Sandra lays the blame for all this disaster at the door of a powerful businessman, Edouard Laporte (Michel Subor, pictured below) and wants Marco to exact revenge. Marco moves into the same apartment building as Laporte, his mistress Raphaëlle (Chiara Mastroianni) and son. He watches, and waits.

As told through Denis’s trademark prism of refracted time and perspective, deducing this much isn’t straightforward. As for what happens hereafter, it’s a case of hanging on and enjoying the mystery – not just of what really happened to Marco’s family, but what his own game is. The more he discovers about Justine’s experience – which involves a sex ring and more that doesn’t bear thinking about – the harder it is to gauge our gruff hero’s intentions.

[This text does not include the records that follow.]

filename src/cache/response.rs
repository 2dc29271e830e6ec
//! HTTP response cache.

use std::sync::Arc;
use std::time::Duration;

use axum::{
    body::Body,
    http::{HeaderMap, HeaderName, HeaderValue, StatusCode},
    response::Response,
};
use bytes::Bytes;
use metrics::counter;
use serde::Serialize;
use time::OffsetDateTime;
use tracing::debug;

use super::keys;
use super::registry::TagIndex;
use super::stats::{CacheStats, StatsCounters};
use super::store::TtlStore;
use super::sweeper::Sweep;

pub(crate) const METRIC_RESPONSE_HIT: &str = "menu_cache_response_hit_total";
pub(crate) const METRIC_RESPONSE_MISS: &str = "menu_cache_response_miss_total";
pub(crate) const METRIC_RESPONSE_EVICT: &str = "menu_cache_response_evict_total";

/// A fully buffered response as it was produced by the downstream handler.
///
/// Immutable once stored; re-caching the same key replaces the whole value.
#[derive(Debug, Clone)]
pub struct CachedResponse {
    status: StatusCode,
    headers: Vec<(HeaderName, HeaderValue)>,
    body: Bytes,
    cached_at: OffsetDateTime,
    expires_at: OffsetDateTime,
}

impl CachedResponse {
    /// Capture status, headers (order and duplicates preserved) and body.
    pub fn new(status: StatusCode, headers: &HeaderMap, body: Bytes) -> Self {
        let now = OffsetDateTime::now_utc();
        Self {
            status,
            headers: headers
                .iter()
                .map(|(name, value)| (name.clone(), value.clone()))
                .collect(),
            body,
            cached_at: now,
            expires_at: now,
        }
    }

    pub fn status(&self) -> StatusCode {
        self.status
    }

    pub fn headers(&self) -> &[(HeaderName, HeaderValue)] {
        &self.headers
    }

    pub fn body(&self) -> &Bytes {
        &self.body
    }

    pub fn cached_at(&self) -> OffsetDateTime {
        self.cached_at
    }

    pub fn expires_at(&self) -> OffsetDateTime {
        self.expires_at
    }

    fn stamped(mut self, ttl: Duration) -> Self {
        let now = OffsetDateTime::now_utc();
        self.cached_at = now;
        self.expires_at = now + ttl;
        self
    }

    /// Rebuild an HTTP response from the stored representation.
    pub fn into_response(self) -> Response {
        let mut response = Response::new(Body::from(self.body));
        *response.status_mut() = self.status;

        let headers = response.headers_mut();
        for (name, value) in self.headers {
            headers.append(name, value);
        }

        response
    }
}

/// Aggregated response-cache statistics for the admin surface.
#[derive(Debug, Clone, PartialEq, Serialize)]
pub struct ResponseCacheStats {
    pub hits: u64,
    pub misses: u64,
    pub evictions: u64,
    pub total: u64,
    pub hit_rate: String,
    pub size: usize,
}

/// Response cache keyed by request fingerprint, with a tag index for invalidation.
pub struct ResponseCache {
    store: Arc<TtlStore<CachedResponse>>,
    tags: TagIndex,
    stats: StatsCounters,
}

impl ResponseCache {
    pub fn new(store: Arc<TtlStore<CachedResponse>>) -> Self {
        Self {
            store,
            tags: TagIndex::new(),
            stats: StatsCounters::default(),
        }
    }

    /// Fingerprint for a request; see [`keys::response_key`].
    pub fn generate_key(method: &str, path: &str, raw_query: &str) -> String {
        keys::response_key(method, path, raw_query)
    }

    pub fn get(&self, key: &str) -> Option<CachedResponse> {
        match self.store.get(key) {
            Some(cached) => {
                self.stats.record_hit();
                counter!(METRIC_RESPONSE_HIT).increment(1);
                Some(cached)
            }
            None => {
                self.stats.record_miss();
                counter!(METRIC_RESPONSE_MISS).increment(1);
                None
            }
        }
    }

    /// Store `response` for `ttl` and file it under each of `tags`.
    pub fn set<I, S>(&self, key: &str, response: CachedResponse, ttl: Duration, tags: I)
    where
        I: IntoIterator<Item = S>,
        S: AsRef<str>,
    {
        self.store.set(key, response.stamped(ttl), ttl);
        // An overwrite replaces the previous tag set.
        self.tags.unregister_key(key);
        self.tags.register(key, tags);
        self.stats.record_insert();
    }

    /// Remove one entry and forget it in every tag bucket.
    pub fn invalidate_key(&self, key: &str) -> bool {
        let removed = self.store.delete(key);
        self.tags.unregister_key(key);
        if removed {
            self.record_evictions(1);
        }
        removed
    }

    /// Remove every entry filed under `tag`. Returns how many were actually present.
    pub fn invalidate_by_tag(&self, tag: &str) -> usize {
        let removed = self
            .tags
            .take_tag(tag)
            .iter()
            .filter(|key| self.store.delete(key))
            .count();
        self.record_evictions(removed);
        debug!(cache = "response", tag, removed, "invalidated tag");
        removed
    }

    pub fn clear_all(&self) {
        self.tags.clear();
        self.store.clear();
    }

    pub fn size(&self) -> usize {
        self.store.size()
    }

    /// Number of tags that currently list at least one key.
    pub fn tag_count(&self) -> usize {
        self.tags.tag_count()
    }

    /// This layer's counters, independent of the backing store's.
    pub fn counters(&self) -> CacheStats {
        self.stats.snapshot()
    }

    /// Counters of the backing TTL store.
    pub fn store_stats(&self) -> CacheStats {
        self.store.stats()
    }

    pub fn stats(&self) -> ResponseCacheStats {
        let counters = self.counters();
        ResponseCacheStats {
            hits: counters.hits,
            misses: counters.misses,
            evictions: counters.evictions,
            total: counters.total,
            hit_rate: counters.hit_rate_display(),
            size: self.size(),
        }
    }

    fn record_evictions(&self, count: usize) {
        self.stats.record_evictions(count as u64);
        counter!(METRIC_RESPONSE_EVICT).increment(count as u64);
    }
}

impl Default for ResponseCache {
    fn default() -> Self {
        Self::new(Arc::new(TtlStore::new()))
    }
}

impl Sweep for ResponseCache {
    fn name(&self) -> &'static str {
        "response"
    }

    fn sweep(&self) -> usize {
        let removed = self.store.purge_expired();
        self.tags.retain_keys(|key| self.store.exists(key));
        removed
    }
}
use thiserror::Error;

use crate::{config::LoadError, infra::error::InfraError};

/// Top-level error for the binary entry point.
#[derive(Debug, Error)]
pub enum AppError {
    #[error(transparent)]
    Config(#[from] LoadError),
    #[error(transparent)]
    Infra(#[from] InfraError),
    #[error("unexpected error: {0}")]
    Unexpected(String),
}

impl AppError {
    pub fn unexpected(message: impl Into<String>) -> Self {
        Self::Unexpected(message.into())
    }
}
//! Menu Cache
//!
//! In-process caching for the QR-menu web app:
//!
//! - **Response cache**: buffered HTTP responses keyed by method, path and query,
//!   tagged by the tables they render
//! - **Query cache**: query results keyed by query text, with table dependencies
//!
//! Both sit on a [`TtlStore`] with lazy expiry and a background [`SweeperHandle`].
//! The middleware in this module serves GET/HEAD requests from the response cache and
//! invalidates mapped tables after POST/PUT/DELETE/PATCH.
//!
//! ## Configuration
//!
//! ```toml
//! [cache]
//! enabled = true
//! response_ttl_seconds = 300
//! query_ttl_seconds = 600
//!
//! [[cache.invalidation]]
//! pattern = "/api/menus"
//! tables = ["menus", "menu_items"]
//!
//! [[cache.routes]]
//! pattern = "/api/menus"
//! tags = ["menus"]
//! ```

mod config;
mod invalidator;
pub mod keys;
mod lock;
mod middleware;
mod query;
mod registry;
mod response;
mod stats;
pub mod store;
mod sweeper;

pub use config::{CacheConfig, InvalidationRule, RouteTags};
pub use invalidator::{CacheInvalidator, Invalidated};
pub use middleware::{
    CacheState, X_CACHE, X_CACHE_DATE, cache_invalidation_layer, response_cache_layer,
};
pub use query::{QueryCache, QueryCacheStats};
pub use registry::TagIndex;
pub use response::{CachedResponse, ResponseCache, ResponseCacheStats};
pub use stats::CacheStats;
pub use store::{EntryInfo, TtlStore};
pub use sweeper::{Sweep, SweeperHandle};
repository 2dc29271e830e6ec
//! Infrastructure adapters and runtime bootstrap.

pub mod error;
pub mod http;
pub mod telemetry;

The central enigma is the sexual relationship that develops between Marco and Raphaëlle. Does he seduce her as part of a cunning plan to get back at Laporte, or because of genuine attraction? Does she respond out of boredom, unhappiness or her own attraction?

Lindon, a solid, beefy, proletarian personality, who appeared as a most unusual romantic lead in Denis’ Vendredi Soir, here makes an atypical hero. Marco is the sort of man you’d want by your side in a bar fight, but not necessarily to speak to either side of the brawl.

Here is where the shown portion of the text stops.